Microscopy and optical coherence tomography indicated partial thinning and reduced transparency in the sutured access cut region in controls and BPCDX recipients. Because of the partial thinning and fogging due to access cut suture in minipigs, the team used a sutureless FLISK implementation with smaller access cuts in human subjects in a pilot study to minimize complications
In humans with advanced keratoconus without scarring, native corneal tissue was not removed. Only BPCDX was introduced, which simplified the surgery to a single lamellar cut and access cut. Ethical approvals were obtained in India and Iran to conduct the pilot BPCDX implantation study. BPCDX was implanted into a laser-dissected intrastromal pocket in 20 subjects without removing native tissue.
Slit-lamp biomicroscopy, OCT pachymetry, and Fourier-domain OCT (FD-OCT) confirmed BPCDX placement. A medication was followed for eight weeks after the operation. No intraoperative complications were observed. Dislocation/extrusion of BPCDX and thinning/scarring in the access cut region was not observed.
Two years postoperatively, corneal transparency was at the highest level (4+) in all subjects, with no vascularization, inflammation, rejection, or other adverse events. In the Indian cohort, the team found transient haze in five subjects during the first postoperative week, decreasing the degree of transparency to 3+. The transparency increased to 4+ after the first postoperative week follow-up and was stable.
OCT images revealed similar light scattering in native and BPCDX corneas. Intraocular pressure, measured in Indian subjects, increased slightly, without the need for any medication. Central corneal thickness increased by several hundred microns in all subjects and was maintained after two years. All subjects who were contact lens intolerant preoperatively tolerated contact lenses for an extended period after 24 months.

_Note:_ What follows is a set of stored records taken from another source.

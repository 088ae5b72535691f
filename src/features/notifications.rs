//! Mailing list routing for repository events.
//!
//! ```yaml
//! notifications:
//!   commits: commits@foo.apache.org
//!   issues: issues@foo.apache.org
//!   pullrequests: dev@foo.apache.org
//!   jira_options: link label
//! ```
use std::collections::BTreeMap;

use anyhow::{Context as _, Result, bail};
use serde_json::json;
use serde_yaml::Value;

use super::{Feature, FeatureConfig, FeatureContext, FeatureResult};
use crate::config::schema::{Field, Schema};

/// Event categories that can be routed to a list.
pub const TARGET_KEYS: &[&str] = &[
    "commits",
    "issues",
    "pullrequests",
    "issues_status",
    "issues_comment",
    "pullrequests_status",
    "pullrequests_comment",
    "discussions",
    "jobs",
];

/// Accepted words in `jira_options`.
pub const JIRA_OPTIONS: &[&str] = &["link", "label", "comment", "worklog"];

/// Store key of the routing table.
pub const STORE_KEY: &str = "notifications";

/// Routing table: event category to list address, plus Jira bridge options.
#[derive(Debug, Clone, Default, PartialEq, Eq)]
pub struct NotificationsConfig {
    /// Category to address.
    pub targets: BTreeMap<String, String>,
    /// Jira bridge options, deduplicated in declaration order.
    pub jira_options: Vec<String>,
}

impl NotificationsConfig {
    fn to_json(&self) -> serde_json::Value {
        json!({
            "targets": self.targets,
            "jira_options": self.jira_options,
        })
    }

    fn from_json(value: &serde_json::Value) -> Result<Self> {
        let targets = value
            .get("targets")
            .cloned()
            .map(serde_json::from_value)
            .transpose()
            .context("stored routing table is malformed")?
            .unwrap_or_default();
        let jira_options = value
            .get("jira_options")
            .cloned()
            .map(serde_json::from_value)
            .transpose()
            .context("stored jira options are malformed")?
            .unwrap_or_default();
        Ok(Self {
            targets,
            jira_options,
        })
    }
}

/// The `notifications` feature.
#[derive(Debug, Clone, Copy, Default)]
pub struct Notifications;

fn is_apache_list(address: &str) -> bool {
    address
        .rsplit_once('@')
        .is_some_and(|(_, domain)| domain == "apache.org" || domain.ends_with(".apache.org"))
}

impl Feature for Notifications {
    fn name(&self) -> &str {
        "notifications"
    }

    fn priority(&self) -> u8 {
        0
    }

    fn schema(&self) -> Schema {
        let mut fields: Vec<Field> = TARGET_KEYS
            .iter()
            .map(|key| Field::optional(*key, Schema::Email))
            .collect();
        fields.push(Field::optional("jira_options", Schema::Str));
        Schema::Map(fields)
    }

    fn parse(&self, raw: &Value) -> Result<FeatureConfig> {
        let mut config = NotificationsConfig::default();
        for key in TARGET_KEYS {
            if let Some(address) = raw.get(*key).and_then(Value::as_str) {
                if !is_apache_list(address) {
                    bail!("{key}: '{address}' is not an apache.org mailing list");
                }
                config.targets.insert((*key).to_string(), address.to_string());
            }
        }
        if let Some(options) = raw.get("jira_options").and_then(Value::as_str) {
            for option in options.split_whitespace() {
                if !JIRA_OPTIONS.contains(&option) {
                    bail!(
                        "jira_options: unknown option '{option}' (allowed: {})",
                        JIRA_OPTIONS.join(", ")
                    );
                }
                if !config.jira_options.iter().any(|o| o == option) {
                    config.jira_options.push(option.to_string());
                }
            }
        }
        Ok(FeatureConfig::Notifications(config))
    }

    fn run(&self, config: &FeatureConfig, ctx: &FeatureContext) -> Result<FeatureResult> {
        let FeatureConfig::Notifications(wanted) = config else {
            bail!("notifications received configuration for another feature");
        };
        let repo = ctx.repository.full_name();
        let store = &ctx.services.store;

        let current = match store.load(&repo, STORE_KEY)? {
            Some(value) => NotificationsConfig::from_json(&value)?,
            None => NotificationsConfig::default(),
        };

        let mut changes = Vec::new();
        for (key, address) in &wanted.targets {
            if current.targets.get(key) != Some(address) {
                changes.push(format!("route {key} to {address}"));
            }
        }
        for key in current.targets.keys() {
            if !wanted.targets.contains_key(key) {
                changes.push(format!("stop routing {key}"));
            }
        }
        if current.jira_options != wanted.jira_options {
            changes.push(format!("set jira options to '{}'", wanted.jira_options.join(" ")));
        }

        if changes.is_empty() {
            ctx.log.debug("notification routing unchanged");
        }
        let changes = ctx.apply_all(changes, || {
            store.save(&repo, STORE_KEY, &wanted.to_json())?;
            Ok(())
        })?;
        Ok(FeatureResult::Synced(changes))
    }
}
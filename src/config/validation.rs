//! Schema validation of feature sections and conversion to typed config.
use serde_yaml::{Mapping, Value};

use crate::error::{SchemaValidationError, ValidationErrors};
use crate::features::{FeatureConfig, FeatureDefinition};

/// Validate one feature's subtree and convert it to [`FeatureConfig`].
///
/// A `null` section of a mapping-shaped feature is read as an empty mapping.
/// Every structural violation is returned; typed conversion only runs on a
/// structurally valid subtree, and its failure is reported at the feature root.
///
/// # Errors
///
/// Returns every [`SchemaValidationError`] found in the subtree.
pub fn validate_feature(
    definition: &FeatureDefinition,
    raw: &Value,
) -> Result<FeatureConfig, Vec<SchemaValidationError>> {
    let name = definition.name();
    let schema = definition.schema();
    let normalized = match raw {
        Value::Null if schema.is_mapping() => Value::Mapping(Mapping::new()),
        other => other.clone(),
    };

    let violations = schema.validate(&normalized, name);
    if !violations.is_empty() {
        return Err(violations
            .into_iter()
            .map(|v| SchemaValidationError {
                feature: name.to_string(),
                path: v.path,
                message: v.message,
            })
            .collect());
    }

    definition.handler().parse(&normalized).map_err(|e| {
        vec![SchemaValidationError {
            feature: name.to_string(),
            path: name.to_string(),
            message: format!("{e:#}"),
        }]
    })
}

/// Validate every selected section, collecting all errors across features.
///
/// # Errors
///
/// Returns [`ValidationErrors`] holding the violations of every invalid
/// section, in input order.
pub fn validate_all<'a, I>(
    sections: I,
) -> Result<Vec<(&'a FeatureDefinition, FeatureConfig)>, ValidationErrors>
where
    I: IntoIterator<Item = (&'a FeatureDefinition, &'a Value)>,
{
    let mut validated = Vec::new();
    let mut errors = ValidationErrors::default();
    for (definition, raw) in sections {
        match validate_feature(definition, raw) {
            Ok(config) => validated.push((definition, config)),
            Err(mut found) => errors.errors.append(&mut found),
        }
    }
    if errors.is_empty() {
        Ok(validated)
    } else {
        Err(errors)
    }
}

Eleven subjects in the Iranian cohort and all Indian subjects had substantial gains in visual acuity. Final corrected acuity was 20/58 for subjects in the Iranian cohort and a remarkable 20/26 for those in the Indian cohort. Of the 14 subjects who were legally blind before the operation, none became blind in the operated eye after the operation.
Conclusions
In summary, the researchers demonstrated that intrastromal implantation of cell-free BPCDX was safe and feasible to reverse pathological corneal thickening/deformation in advanced stages of keratoconus. The visual gains seen in the study were equivalent to the historical results of standard penetrating corneal transplant surgeries.
The results suggested that the final acuity after BPCDX implantation could exceed the results of PK or DALK; however, further clinical studies are required to test this claim. Overall, the safety and efficacy results and the potential for benefit relative to the risk of adverse effects are promising and encourage the need for further randomized controlled studies.